[29-3-2016] Proprio nessuna formazione per poter esercitare cariche pubbliche?

di Mauro Rubino-Sammartano

La prima edizione del Saggio sulle classe sociali di Paolo Sylos-Labini (che risale al 1974 ed è stata arricchita in una nuova edizione nell’ottobre 2015), mantiene interesse ed attualità in quanto consente di studiare i mutamenti dello spaccato sociale.

Un analogo studio meriterebbe o merita un’indagine sui mutamenti della classe politica dal Regno alla Seconda Repubblica.

Mutamenti di grande momento si sono infatti all’evidenza verificati anche solo dai decenni in cui la Democrazia Cristiana ha avuto la maggioranza sino ai tempi attuali.

Se alla classe politica di allora veniva rimproverato, tra l’altro, un lungo carrierismo, in cambio essa formava – nel bene o nel male – i propri politici, che spesso potevano avvantaggiarsi da un lato di proprie ampie esperienze e dall’altro di colleghi altrettanto preparati.

Lo scenario politico attuale non sembra avere però questa connotazione.
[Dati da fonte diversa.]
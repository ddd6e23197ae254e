//! crates/logging/src/global.rs
//! Process-wide logger instance behind the `info!`/`debug!` macros.
//!
//! The slot is empty until [`init`] (or [`install`]) runs. The fire-and-forget
//! entry points ([`info`], [`infof`], [`debug`], [`debugf`], [`set_level`] and
//! the macros) panic when called before initialization; [`logger`] reports the
//! same condition as [`LogError::Uninitialized`] instead.

use std::fmt::{self, Display};
use std::io::Write;
use std::sync::{Arc, PoisonError, RwLock};

use crate::config::LoggerConfig;
use crate::error::LogError;
use crate::flags::LogFlags;
use crate::level::Level;
use crate::logger::LineLogger;

/// Sink type stored by the process-wide logger.
pub type BoxedSink = Box<dyn Write + Send>;

/// Logger type stored in the process-wide slot.
pub type GlobalLogger = LineLogger<BoxedSink>;

static GLOBAL: RwLock<Option<Arc<GlobalLogger>>> = RwLock::new(None);

/// Creates the process-wide logger, replacing any previous instance.
///
/// The new instance starts at [`Level::default()`]; a level stored on the
/// previous instance is not carried over.
pub fn init<W>(sink: W, prefix: impl Into<String>, flags: LogFlags)
where
    W: Write + Send + 'static,
{
    let sink: BoxedSink = Box::new(sink);
    install(LineLogger::new(sink, prefix, flags));
}

/// Creates the process-wide logger from `config`, replacing any previous instance.
pub fn init_with_config<W>(config: LoggerConfig, sink: W)
where
    W: Write + Send + 'static,
{
    let sink: BoxedSink = Box::new(sink);
    install(config.build(sink));
}

/// Installs an already constructed logger as the process-wide instance.
pub fn install(logger: GlobalLogger) {
    let mut slot = GLOBAL.write().unwrap_or_else(PoisonError::into_inner);
    if slot.is_some() {
        report_replacement(&logger);
    }
    *slot = Some(Arc::new(logger));
}

#[cfg(feature = "tracing")]
fn report_replacement(logger: &GlobalLogger) {
    tracing::debug!(
        target: crate::logger::SELF_TARGET,
        flags = %logger.flags(),
        "replacing process-wide line logger"
    );
}

#[cfg(not(feature = "tracing"))]
fn report_replacement(_logger: &GlobalLogger) {}

/// Returns the process-wide logger.
pub fn logger() -> Result<Arc<GlobalLogger>, LogError> {
    GLOBAL
        .read()
        .unwrap_or_else(PoisonError::into_inner)
        .clone()
        .ok_or(LogError::Uninitialized)
}

/// Reports whether [`init`] or [`install`] has run.
#[must_use]
pub fn is_initialized() -> bool {
    GLOBAL
        .read()
        .unwrap_or_else(PoisonError::into_inner)
        .is_some()
}

/// Stores `level` on the process-wide logger.
#[track_caller]
pub fn set_level(level: Level) {
    require().set_level(level);
}

/// Process-wide [`LineLogger::info`].
#[track_caller]
pub fn info(values: &[&dyn Display]) {
    require().info(values);
}

/// Process-wide [`LineLogger::infof`].
#[track_caller]
pub fn infof(args: fmt::Arguments<'_>) {
    require().infof(args);
}

/// Process-wide [`LineLogger::debug`].
#[track_caller]
pub fn debug(values: &[&dyn Display]) {
    require().debug(values);
}

/// Process-wide [`LineLogger::debugf`].
#[track_caller]
pub fn debugf(args: fmt::Arguments<'_>) {
    require().debugf(args);
}

#[track_caller]
fn require() -> Arc<GlobalLogger> {
    match logger() {
        Ok(logger) => logger,
        Err(error) => panic!("{error}"),
    }
}
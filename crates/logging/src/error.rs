//! crates/logging/src/error.rs
//! Error types returned by the logger facade and configuration parsers.

use thiserror::Error;

/// Errors surfaced by the process-wide logger facade.
#[derive(Clone, Debug, Eq, PartialEq, Error)]
pub enum LogError {
    /// A logging call was made before `logging::global::init`.
    #[error("line logger used before logging::global::init was called")]
    Uninitialized,
}

/// Error returned when a level token is neither a known name nor an integer.
#[derive(Clone, Debug, Eq, PartialEq, Error)]
#[error("unknown log level: \"{token}\"")]
pub struct ParseLevelError {
    token: String,
}

impl ParseLevelError {
    pub(crate) fn new(token: &str) -> Self {
        Self {
            token: token.to_owned(),
        }
    }

    /// Returns the token that failed to parse.
    #[must_use]
    pub fn token(&self) -> &str {
        &self.token
    }
}

/// Errors produced while parsing a [`LogFlags`](crate::LogFlags) list.
#[derive(Clone, Debug, Eq, PartialEq, Error)]
pub enum ParseFlagsError {
    /// The input contained no flag names.
    #[error("empty log flag list")]
    Empty,
    /// A component did not name a known flag.
    #[error("unknown log flag: \"{0}\"")]
    UnknownFlag(String),
}
/// Controls whether a [`LineWriter`](crate::LineWriter) terminates a line with a newline.
#[derive(Clone, Copy, Debug, Default, Eq, PartialEq)]
pub enum LineMode {
    /// Append a newline terminator unless the line already ends with one.
    #[default]
    WithNewline,
    /// Emit the line bytes exactly as supplied.
    WithoutNewline,
}

impl LineMode {
    /// Reports whether the mode appends a trailing newline when writing a line.
    ///
    /// Plain `info`/`debug` output uses [`LineMode::WithNewline`] while the
    /// formatted variants use [`LineMode::WithoutNewline`], leaving line
    /// termination to the caller's format string.
    ///
    /// # Examples
    ///
    /// ```
    /// use logging_sink::LineMode;
    ///
    /// assert!(LineMode::WithNewline.append_newline());
    /// assert!(!LineMode::WithoutNewline.append_newline());
    /// ```
    #[must_use]
    pub const fn append_newline(self) -> bool {
        matches!(self, Self::WithNewline)
    }
}

impl From<bool> for LineMode {
    /// Converts a boolean flag describing whether a trailing newline should be appended into a [`LineMode`].
    ///
    /// # Examples
    ///
    /// ```
    /// use logging_sink::LineMode;
    ///
    /// assert_eq!(LineMode::from(true), LineMode::WithNewline);
    /// assert_eq!(LineMode::from(false), LineMode::WithoutNewline);
    /// ```
    fn from(append_newline: bool) -> Self {
        if append_newline {
            Self::WithNewline
        } else {
            Self::WithoutNewline
        }
    }
}

impl From<LineMode> for bool {
    fn from(mode: LineMode) -> Self {
        mode.append_newline()
    }
}
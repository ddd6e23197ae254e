//! crates/logging/src/context.rs
//! Timestamp and caller-location prefix for the `DATE | TIME | SHORT_FILE` flag set.

use std::fmt::Write as _;

use time::OffsetDateTime;
use time::format_description::FormatItem;
use time::macros::format_description;

use crate::call_site::CallSite;

/// RFC 3339 with whole seconds and a numeric offset: `2024-01-02T15:04:05+07:00`.
const OFFSET_TIMESTAMP_FORMAT: &[FormatItem<'static>] = format_description!(
    "[year]-[month]-[day]T[hour]:[minute]:[second][offset_hour sign:mandatory]:[offset_minute]"
);

/// Same layout with the `Z` designator used for a zero offset.
const UTC_TIMESTAMP_FORMAT: &[FormatItem<'static>] =
    format_description!("[year]-[month]-[day]T[hour]:[minute]:[second]Z");

/// Returns the current wall-clock time in the local zone.
///
/// Falls back to UTC when the local offset cannot be determined, which is the
/// case on some platforms once the process has spawned threads.
pub fn now() -> OffsetDateTime {
    OffsetDateTime::now_local().unwrap_or_else(|_| OffsetDateTime::now_utc())
}

/// Formats `at` as an RFC 3339 timestamp without fractional seconds.
pub fn format_timestamp(at: OffsetDateTime) -> String {
    let format = if at.offset().is_utc() {
        UTC_TIMESTAMP_FORMAT
    } else {
        OFFSET_TIMESTAMP_FORMAT
    };
    at.format(format)
        .unwrap_or_else(|_| "1970-01-01T00:00:00Z".to_owned())
}

/// Appends `<timestamp> <basename>:<line>: ` to `line`.
///
/// An unresolved call site leaves the location empty, yielding
/// `<timestamp> : `.
pub fn push_context(line: &mut String, at: OffsetDateTime, site: Option<&CallSite>) {
    line.push_str(&format_timestamp(at));
    line.push(' ');
    if let Some(site) = site {
        let _ = write!(line, "{site}");
    }
    line.push_str(": ");
}

#[cfg(test)]
mod tests {
    use super::*;
    use time::macros::datetime;

    #[test]
    fn utc_timestamps_use_z_designator() {
        let at = datetime!(2024-01-02 15:04:05.123456 UTC);
        assert_eq!(format_timestamp(at), "2024-01-02T15:04:05Z");
    }

    #[test]
    fn offset_timestamps_render_sign_and_minutes() {
        let at = datetime!(2024-01-02 15:04:05 +07:00);
        assert_eq!(format_timestamp(at), "2024-01-02T15:04:05+07:00");

        let at = datetime!(2024-01-02 15:04:05 -03:30);
        assert_eq!(format_timestamp(at), "2024-01-02T15:04:05-03:30");
    }

    #[test]
    fn context_includes_short_location() {
        let mut line = String::new();
        let site = CallSite::new("src/bin/server.rs", 88);
        push_context(&mut line, datetime!(2024-01-02 15:04:05 UTC), Some(&site));
        assert_eq!(line, "2024-01-02T15:04:05Z server.rs:88: ");
    }

    #[test]
    fn missing_location_keeps_timestamp() {
        let mut line = String::new();
        push_context(&mut line, datetime!(2024-01-02 15:04:05 UTC), None);
        assert_eq!(line, "2024-01-02T15:04:05Z : ");
    }
}
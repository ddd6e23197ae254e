//! crates/logging/src/config.rs
//! Logger configuration combining prefix, flags, and level.

use std::io::Write;

use crate::error::{ParseFlagsError, ParseLevelError};
use crate::flags::LogFlags;
use crate::level::Level;
use crate::logger::LineLogger;

/// Settings used to construct a [`LineLogger`].
///
/// # Examples
///
/// ```
/// use logging::{Level, LogFlags, LoggerConfig};
///
/// let mut config = LoggerConfig::default().with_prefix("svc ");
/// config.apply_flags_token("date|time|shortfile").unwrap();
/// config.apply_level_token("info").unwrap();
///
/// let logger = config.build(Vec::<u8>::new());
/// assert_eq!(logger.flags(), LogFlags::CONTEXT);
/// assert_eq!(logger.level(), Level::INFO);
/// ```
#[derive(Clone, Default, Debug, PartialEq, Eq)]
#[cfg_attr(
    feature = "serde",
    derive(serde::Serialize, serde::Deserialize),
    serde(default)
)]
pub struct LoggerConfig {
    /// Prefix retained by the logger.
    pub prefix: String,
    /// Contextual field flags.
    pub flags: LogFlags,
    /// Initial level threshold.
    pub level: Level,
}

impl LoggerConfig {
    /// Creates a configuration with an empty prefix, no flags, and the default level.
    #[must_use]
    pub fn new() -> Self {
        Self::default()
    }

    /// Sets the prefix.
    #[must_use]
    pub fn with_prefix(mut self, prefix: impl Into<String>) -> Self {
        self.prefix = prefix.into();
        self
    }

    /// Sets the flags.
    #[must_use]
    pub const fn with_flags(mut self, flags: LogFlags) -> Self {
        self.flags = flags;
        self
    }

    /// Sets the initial level.
    #[must_use]
    pub const fn with_level(mut self, level: Level) -> Self {
        self.level = level;
        self
    }

    /// Replaces the level with one parsed from `token` (e.g. `"debug"`, `"200"`).
    pub fn apply_level_token(&mut self, token: &str) -> Result<(), ParseLevelError> {
        self.level = token.parse()?;
        Ok(())
    }

    /// Replaces the flags with ones parsed from `token` (e.g. `"std,shortfile"`).
    pub fn apply_flags_token(&mut self, token: &str) -> Result<(), ParseFlagsError> {
        self.flags = token.parse()?;
        Ok(())
    }

    /// Builds a logger writing to `sink` with this configuration.
    #[must_use]
    pub fn build<W>(self, sink: W) -> LineLogger<W>
    where
        W: Write,
    {
        let logger = LineLogger::new(sink, self.prefix, self.flags);
        logger.set_level(self.level);
        logger
    }
}
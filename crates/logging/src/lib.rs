#![deny(unsafe_code)]
#![deny(missing_docs)]
#![deny(rustdoc::broken_intra_doc_links)]

//! # Overview
//!
//! `logging` prints leveled lines to a configurable sink. Every line starts
//! with a severity tag (`[INFO] ` or `[DEBUG] `). With the flag set
//! `DATE | TIME | SHORT_FILE` the tag is followed by an RFC 3339 timestamp and
//! the `file:line` of the calling code.
//!
//! # Design
//!
//! [`LineLogger`] is an explicit handle owned by the application and passed to
//! the code that logs. It sits on top of the serialized
//! [`LineWriter`](logging_sink::LineWriter): each call renders its complete
//! line locally and hands it over in a single write, so concurrent callers
//! never tear lines or swap tags.
//!
//! The [`global`] module keeps a process-wide instance for code that prefers
//! the `info!`/`infof!`/`debug!`/`debugf!` macros.
//!
//! # Invariants
//!
//! - Info output is never filtered.
//! - Debug output is dropped only when the level is exactly [`Level::INFO`].
//!   Every other stored value, including unrecognized ones, lets it through.
//! - Only the exact flag set [`LogFlags::CONTEXT`] produces the context
//!   prefix. The remaining flags are accepted and stored but have no effect.
//! - The formatted variants never append a newline. The plain variants
//!   always end the line.
//!
//! # Errors
//!
//! Logging calls never return errors. Sink failures are dropped (reported
//! through `tracing` with the `tracing` feature). The process-wide entry
//! points panic when used before [`global::init`]; [`global::logger`]
//! reports the same condition as [`LogError::Uninitialized`].
//!
//! # Examples
//!
//! ```
//! use logging::{Level, LineLogger, LogFlags};
//! use logging_sink::SharedBuffer;
//!
//! let buffer = SharedBuffer::new();
//! let logger = LineLogger::new(buffer.clone(), "", LogFlags::empty());
//!
//! logger.set_level(Level::DEBUG);
//! logger.debug(&[&"x", &1]);
//! logger.info(&[&"hello"]);
//!
//! assert_eq!(buffer.to_string_lossy(), "[DEBUG] x 1\n[INFO] hello\n");
//! ```
//!
//! # See also
//!
//! - `logging_sink` for the line writer and in-memory sinks.

mod call_site;
mod config;
mod context;
mod error;
mod flags;
pub mod global;
mod level;
mod logger;
mod macros;
#[cfg(feature = "tracing")]
mod tracing_bridge;

pub use call_site::{CallSite, CallerLocation, NoCallSite, ResolveCallSite};
pub use config::LoggerConfig;
pub use error::{LogError, ParseFlagsError, ParseLevelError};
pub use flags::LogFlags;
pub use level::Level;
pub use logger::LineLogger;
#[cfg(feature = "tracing")]
pub use tracing_bridge::{LineLoggerLayer, init_tracing, init_tracing_with_filter};
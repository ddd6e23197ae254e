use super::LineWriter;
use crate::line_mode::LineMode;
use std::borrow::Cow;
use std::io::{self, Write};

impl<W> LineWriter<W>
where
    W: Write,
{
    /// Writes one line to the underlying writer.
    ///
    /// With [`LineMode::WithNewline`] a `\n` is appended unless `line` already
    /// ends with one. The bytes reach the writer through a single
    /// [`Write::write_all`] call made while the lock is held, then the writer
    /// is flushed.
    pub fn write_line(&self, line: &[u8], line_mode: LineMode) -> io::Result<()> {
        let bytes = terminate(line, line_mode);
        let mut writer = self.lock();
        writer.write_all(&bytes)?;
        writer.flush()
    }

    /// Flushes the underlying writer.
    pub fn flush(&self) -> io::Result<()> {
        self.lock().flush()
    }
}

fn terminate(line: &[u8], line_mode: LineMode) -> Cow<'_, [u8]> {
    if !line_mode.append_newline() || line.ends_with(b"\n") {
        return Cow::Borrowed(line);
    }

    let mut owned = Vec::with_capacity(line.len() + 1);
    owned.extend_from_slice(line);
    owned.push(b'\n');
    Cow::Owned(owned)
}
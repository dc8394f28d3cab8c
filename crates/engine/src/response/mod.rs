mod code;
mod error;
mod path;

use value::{AbsentPolicy, Value};

pub use code::ErrorCode;
pub use error::{GraphqlError, Location};
pub use path::{ErrorPath, ErrorPathSegment};

/// Result of an execution.
///
/// `data` is `None` when the request failed before execution started (parsing, validation,
/// variables), and `Some(Value::Null)` when a null propagated up to the root.
#[derive(Debug, Clone)]
pub struct Response {
    data: Option<Value>,
    errors: Vec<GraphqlError>,
    absent_policy: AbsentPolicy,
}

impl Response {
    pub(crate) fn executed(data: Value, errors: Vec<GraphqlError>, absent_policy: AbsentPolicy) -> Self {
        Response {
            data: Some(data),
            errors,
            absent_policy,
        }
    }

    pub(crate) fn request_error(errors: impl IntoIterator<Item = GraphqlError>) -> Self {
        Response {
            data: None,
            errors: errors.into_iter().collect(),
            absent_policy: AbsentPolicy::default(),
        }
    }

    pub fn data(&self) -> Option<&Value> {
        self.data.as_ref()
    }

    pub fn errors(&self) -> &[GraphqlError] {
        &self.errors
    }

    /// JSON text of the data object alone.
    pub fn data_json(&self) -> String {
        match &self.data {
            Some(data) => data.to_json_string(self.absent_policy),
            None => "null".to_owned(),
        }
    }

    /// The GraphQL response envelope, `errors` only present when there are some.
    pub fn to_json(&self) -> serde_json::Value {
        let mut envelope = serde_json::Map::new();
        if let Some(data) = &self.data {
            envelope.insert("data".into(), data.to_json(self.absent_policy));
        }
        if !self.errors.is_empty() {
            let errors = self.errors.iter().map(error_to_json).collect();
            envelope.insert("errors".into(), serde_json::Value::Array(errors));
        }
        serde_json::Value::Object(envelope)
    }
}

/// An error that fails to serialize is reported as an internal error in its place.
fn error_to_json(error: &GraphqlError) -> serde_json::Value {
    serde_json::to_value(error).unwrap_or_else(|err| {
        tracing::error!("Failed to serialize a GraphQL error: {err}");
        serde_json::json!({
            "message": "Internal server error",
            "extensions": { "code": "INTERNAL_SERVER_ERROR" },
        })
    })
}

#[cfg(test)]
mod tests {
    use pretty_assertions::assert_eq;
    use serde_json::json;

    use super::*;

    #[test]
    fn envelope() {
        let data = Value::record([("a", Value::absent()), ("b", Value::Null)]);
        let response = Response::executed(
            data,
            vec![GraphqlError::new("boom", ErrorCode::ResolverError).with_path(vec![ErrorPathSegment::from("b")])],
            AbsentPolicy::Omit,
        );

        assert_eq!(response.data_json(), r#"{"b":null}"#);
        assert_eq!(
            response.to_json(),
            json!({
                "data": { "b": null },
                "errors": [{ "message": "boom", "path": ["b"], "extensions": { "code": "RESOLVER_ERROR" } }]
            })
        );
    }

    #[test]
    fn request_errors_have_no_data() {
        let response = Response::request_error([GraphqlError::internal_server_error()]);

        assert_eq!(response.data_json(), "null");
        assert_eq!(response.to_json().get("data"), None);
    }

    #[test]
    fn envelope_keeps_every_error() {
        let response = Response::executed(
            Value::record([("a", Value::Null), ("b", Value::Null)]),
            vec![
                GraphqlError::new("first", ErrorCode::ResolverError).with_path(vec![ErrorPathSegment::from("a")]),
                GraphqlError::internal_server_error(),
                GraphqlError::new("third", ErrorCode::ResolverError).with_path(vec![ErrorPathSegment::from("b")]),
            ],
            AbsentPolicy::default(),
        );

        let envelope = response.to_json();
        let messages = envelope["errors"]
            .as_array()
            .unwrap()
            .iter()
            .map(|error| error["message"].as_str().unwrap())
            .collect::<Vec<_>>();
        assert_eq!(messages, ["first", "Internal server error", "third"]);
        assert_eq!(envelope["errors"][1]["extensions"], json!({ "code": "INTERNAL_SERVER_ERROR" }));
    }
}
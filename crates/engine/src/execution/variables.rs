use std::collections::{HashMap, HashSet};

use async_graphql_parser::types::OperationDefinition;
use async_graphql_value::{ConstValue, Name};
use schema::{ScalarType, TypeRef};

use super::coercion::{coerce_input_value, InputValueError};
use crate::{ErrorCode, GraphqlError, Location};

#[derive(Debug, thiserror::Error)]
pub(crate) enum VariableError {
    #[error("Variable named '${name}' does not have a valid input type. Can only be a scalar. Found: '{ty}'.")]
    InvalidVariableType { name: String, ty: String, location: Location },
    #[error("Variable ${name} is missing")]
    MissingVariable { name: String, location: Location },
    #[error("Variable ${name} is not a valid GraphQL value")]
    InvalidJson { name: String, location: Location },
    #[error("Variable ${name} has an invalid value. {err}")]
    InvalidValue { name: String, err: InputValueError },
}

impl VariableError {
    pub fn location(&self) -> Location {
        match self {
            VariableError::InvalidVariableType { location, .. }
            | VariableError::MissingVariable { location, .. }
            | VariableError::InvalidJson { location, .. } => *location,
            VariableError::InvalidValue { err, .. } => err.location(),
        }
    }
}

impl From<VariableError> for GraphqlError {
    fn from(err: VariableError) -> Self {
        let code = match err {
            VariableError::InvalidVariableType { .. } => ErrorCode::OperationValidationError,
            _ => ErrorCode::VariableError,
        };
        let location = err.location();
        GraphqlError::new(err.to_string(), code).with_location(location)
    }
}

/// Variables of the executed operation, as literals ready to be substituted into arguments.
#[derive(Debug, Default)]
pub(crate) struct Variables {
    values: HashMap<Name, ConstValue>,
    defined: HashSet<Name>,
}

impl Variables {
    /// `None` for a variable that was neither provided nor defaulted.
    pub fn get(&self, name: &Name) -> Option<&ConstValue> {
        self.values.get(name)
    }

    pub fn is_defined(&self, name: &Name) -> bool {
        self.defined.contains(name)
    }
}

/// Checks the provided variables against the operation's definitions, applying defaults.
pub(crate) fn coerce_variables(
    operation: &OperationDefinition,
    provided: &serde_json::Map<String, serde_json::Value>,
) -> Result<Variables, Vec<VariableError>> {
    let mut variables = Variables::default();
    let mut errors = Vec::new();

    for definition in &operation.variable_definitions {
        let name = &definition.node.name.node;
        let location = Location::from(definition.node.name.pos);
        let ty = TypeRef::from(definition.node.var_type.node.clone());

        if ty.named_type().parse::<ScalarType>().is_err() {
            errors.push(VariableError::InvalidVariableType {
                name: name.to_string(),
                ty: ty.to_string(),
                location,
            });
            continue;
        }
        variables.defined.insert(name.clone());

        let value = match provided.get(name.as_str()) {
            Some(json) => match ConstValue::from_json(json.clone()) {
                Ok(value) => value,
                Err(_) => {
                    errors.push(VariableError::InvalidJson {
                        name: name.to_string(),
                        location,
                    });
                    continue;
                }
            },
            None => match &definition.node.default_value {
                Some(default) => default.node.clone(),
                None if ty.required => {
                    errors.push(VariableError::MissingVariable {
                        name: name.to_string(),
                        location,
                    });
                    continue;
                }
                None => continue,
            },
        };

        match coerce_input_value(&ty, value.clone(), location) {
            Ok(_) => {
                variables.values.insert(name.clone(), value);
            }
            Err(err) => errors.push(VariableError::InvalidValue {
                name: name.to_string(),
                err,
            }),
        }
    }

    if errors.is_empty() {
        Ok(variables)
    } else {
        Err(errors)
    }
}

#[cfg(test)]
mod tests {
    use serde_json::json;

    use super::*;

    fn coerce(query: &str, provided: serde_json::Value) -> Result<Variables, Vec<String>> {
        let document = async_graphql_parser::parse_query(query).unwrap();
        let (_, operation) = document.operations.iter().next().unwrap();
        let serde_json::Value::Object(provided) = provided else {
            unreachable!()
        };
        coerce_variables(&operation.node, &provided).map_err(|errors| errors.iter().map(ToString::to_string).collect())
    }

    #[test]
    fn defaults_and_absent_variables() {
        let variables = coerce("query($a: Int = 3, $b: String) { f }", json!({})).unwrap();

        assert_eq!(variables.get(&Name::new("a")), Some(&ConstValue::Number(3.into())));
        assert_eq!(variables.get(&Name::new("b")), None);
        assert!(variables.is_defined(&Name::new("b")));
        assert!(!variables.is_defined(&Name::new("c")));
    }

    #[test]
    fn errors() {
        let errors = coerce(
            "query($a: Int!, $b: [Int!], $c: Foo) { f }",
            json!({ "b": [1, "two"] }),
        )
        .unwrap_err();

        assert_eq!(
            errors,
            vec![
                "Variable $a is missing",
                "Variable $b has an invalid value. Found a String value where we expected a Int scalar at path '.1'",
                "Variable named '$c' does not have a valid input type. Can only be a scalar. Found: 'Foo'.",
            ]
        );
    }
}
Molti entrano in politica senza alcuna preparazione ed il loro comportamento, sia a livello internazionale che a livello regionale e comunale, ne è spesso l’inevitabile conseguenza.

È quindi legittimo domandarsi se non vi sia alcun rimedio a questa situazione e pertanto che abbia una “licenza di legiferare e/o di governare” sia a facile portata di mano di chiunque sia stato designato dalla propria segreteria politica (o movimento organizzatore), anche se sprovvisto di un’adeguata formazione.

Contrasto stridente con la soluzione data al problema dalla Francia in cui l’Ecole Nationale d’Administration (ENA), che ha sede a Strasburgo, è stata costituita nel 1945 dal Governo provvisorio francese per garantire la formazione di una nuova classe dirigente.

L’obiettivo dell’ENA è per giunta non solo di fornire allo Stato una classe dirigente preparata, ma anche di garantire a tutti un accesso alla funzione pubblica fondato sul merito.

I partecipanti al corso vengono selezionati con un concorso rigoroso. Viene segnalato che su 3000 candidati, solamente 80 vengono ammessi. Si tratta di una formazione interdisciplinare che dura 24 mesi, di cui la metà di studio e la residua metà consista in un tirocinio effettuato presso uffici pubblici.

Tra la bibliografia sull’ENA vedasi La Fabrique des Enarques, EYMERI, Paris Economica, giugno 2001 e L’ENA, Miroir de l’Etat. De 1945 à nos jours, GAILLARD, Complexe 1995 (Questions au XXe siècle).

Non è forse male che anche nel nostro Paese il cittadino sia tutelato, a livello sia nazionale che regionale o comunale, nonché per qualsiasi altra funzione pubblica, da un requisito di avvenuta partecipazione con esito positivo ad un serio corso di preparazione, che potrà essere modulato a seconda delle varie funzioni.

Ad esso, così come alla scelta dell’Esecutivo da parte del Capo dello Stato (soggetta al vaglio e votazione da parte del Parlamento) sembra affidata la speranza di un incanalamento del nostro potere legislativo ed esecutivo in una direzione che dia, almeno alle future generazioni, prospettive meno insoddisfacenti delle attuali.